Resistance to damage, fracture and failure is critical for high performance polymers, especially so in safety applications where they protect equipment or human life. In this project we investigate the use of molecular mechanochemistry tools for the measurement and analysis of mechanical impact in high performance polymers and their composites. While typically performed in a laboratory setting, these measurements hold promise for studying damage in large scale realistic samples. For this we will to develop fluorescent imaging techniques and chemistry, necessary to produce mechanoresponsive samples. This proposal will also draw correlations between imaging and mechanical testing, which can ultimately allow us to study realistic samples and recover the history of the impact they have sustained during operation.

Eindrapportage

Within this project, we investigated the feasibility of developing mechanoresponsive and mechanosensitive
high-performance polymers for application in composite materials. The primary objective was to validate
preparation strategies for such materials and assess their potential for damage detection and early failure
prevention in realistic mechanical applications, including composite structures and enclosures.
Throughout the study, several practical and fundamental limitations were identified, providing important
insights into future development pathways for mechanoresponsive glassy thermoset composites. These
findings can be grouped into two main areas.
A. Practical aspects of thermoset preparation. Experimental work focused on optimizing curing strategies,
monomer selection, and processing conditions to achieve uniform polymerization and reliable
mechanosensing behavior. A key result was the distinct performance difference between styrene- and PMMAbased epoxy matrices. PMMA systems demonstrated superior curing behavior, yielding fully cured, non-sticky
samples with improved structural integrity, whereas styrene-based systems frequently exhibited incomplete
curing. These results indicate that synthetic modifications required to introduce mechanosensitive molecules
into existing industrial polymer formulations may be incompatible with standard processing protocols.

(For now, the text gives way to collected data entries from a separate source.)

pub mod customer;
pub mod invoice;
pub mod meter;
pub mod reading;

pub use customer::{Customer, NewCustomer};
pub use invoice::{Invoice, NewInvoice};
pub use meter::Meter;
pub use reading::{NewReading, Reading};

Oxygen
inhibition was identified as a major source of inconsistency, particularly in open or mold-based systems such
as dogbone samples. Curing in sealed environments under inert atmosphere significantly reduced oxygen
interference and improved reproducibility.
B. Small-molecule mechanochemistry in glassy thermosets. While preliminary data confirmed that
activation of mechanosensitive molecules in polymeric glasses is possible, the extent of activation was strongly
reduced in highly crosslinked thermosets, limiting their sensing utility. Thermal curing using AIBN enabled
more homogeneous polymerization and was the only method that consistently allowed spiropyran activation
under UV irradiation. However, such curing protocols are impractical for large-scale composite manufacturing
and remain limited to laboratory-scale applications. Furthermore, cobalt-based promoters, though effective for
curing, were found to potentially inhibit mechanophore activation, highlighting an inherent trade-off between
curing efficiency and mechanosensing performance